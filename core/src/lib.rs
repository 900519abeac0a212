//! Transport layer for a hypermedia API client.
//!
//! # Overview
//! Follows a `Link` (URL + action + fields) by issuing one HTTP request with
//! per-host credentials and session headers applied, then decodes the body
//! into a `Document` or plain data.
//!
//! # Design
//! - `Session` is read-only after construction; `default_session()` is a
//!   lazily built process-wide instance safe to share between threads.
//! - `Transport` is a closed enum selected by URL scheme. `HttpTransport`
//!   splits each transition into `build_request` (no I/O), one
//!   `HttpClient::execute` call, and `parse_response`.
//! - URLs are validated before any request is built, so scheme and hostname
//!   errors never touch the network.

pub mod document;
pub mod error;
pub mod headers;
pub mod http;
pub mod link;
pub mod session;
pub mod transport;
pub mod validate;

pub use document::{Decoded, Document, Element};
pub use error::{DecodeError, Result, TransportError};
pub use headers::{resolve_headers, Headers};
pub use http::{HttpClient, HttpMethod, HttpRequest, HttpResponse, UreqClient};
pub use link::{Action, Field, Link, Location};
pub use session::{default_session, get_session, Session, SessionConfig};
pub use transport::{BodyEncoding, HttpTransport, Params, Transport};
pub use validate::validate_url;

- **Task item**:
What you return must be the line that contains "(no I/O), one" followed by every remaining line of the material, all exactly as written and nothing more.

- **Answer to the problem**:
//!   splits each transition into `build_request` (no I/O), one
//!   `HttpClient::execute` call, and `parse_response`.
//! - URLs are validated before any request is built, so scheme and hostname
//!   errors never touch the network.

pub mod document;
pub mod error;
pub mod headers;
pub mod http;
pub mod link;
pub mod session;
pub mod transport;
pub mod validate;

pub use document::{Decoded, Document, Element};
pub use error::{DecodeError, Result, TransportError};
pub use headers::{resolve_headers, Headers};
pub use http::{HttpClient, HttpMethod, HttpRequest, HttpResponse, UreqClient};
pub use link::{Action, Field, Link, Location};
pub use session::{default_session, get_session, Session, SessionConfig};
pub use transport::{BodyEncoding, HttpTransport, Params, Transport};
pub use validate::validate_url;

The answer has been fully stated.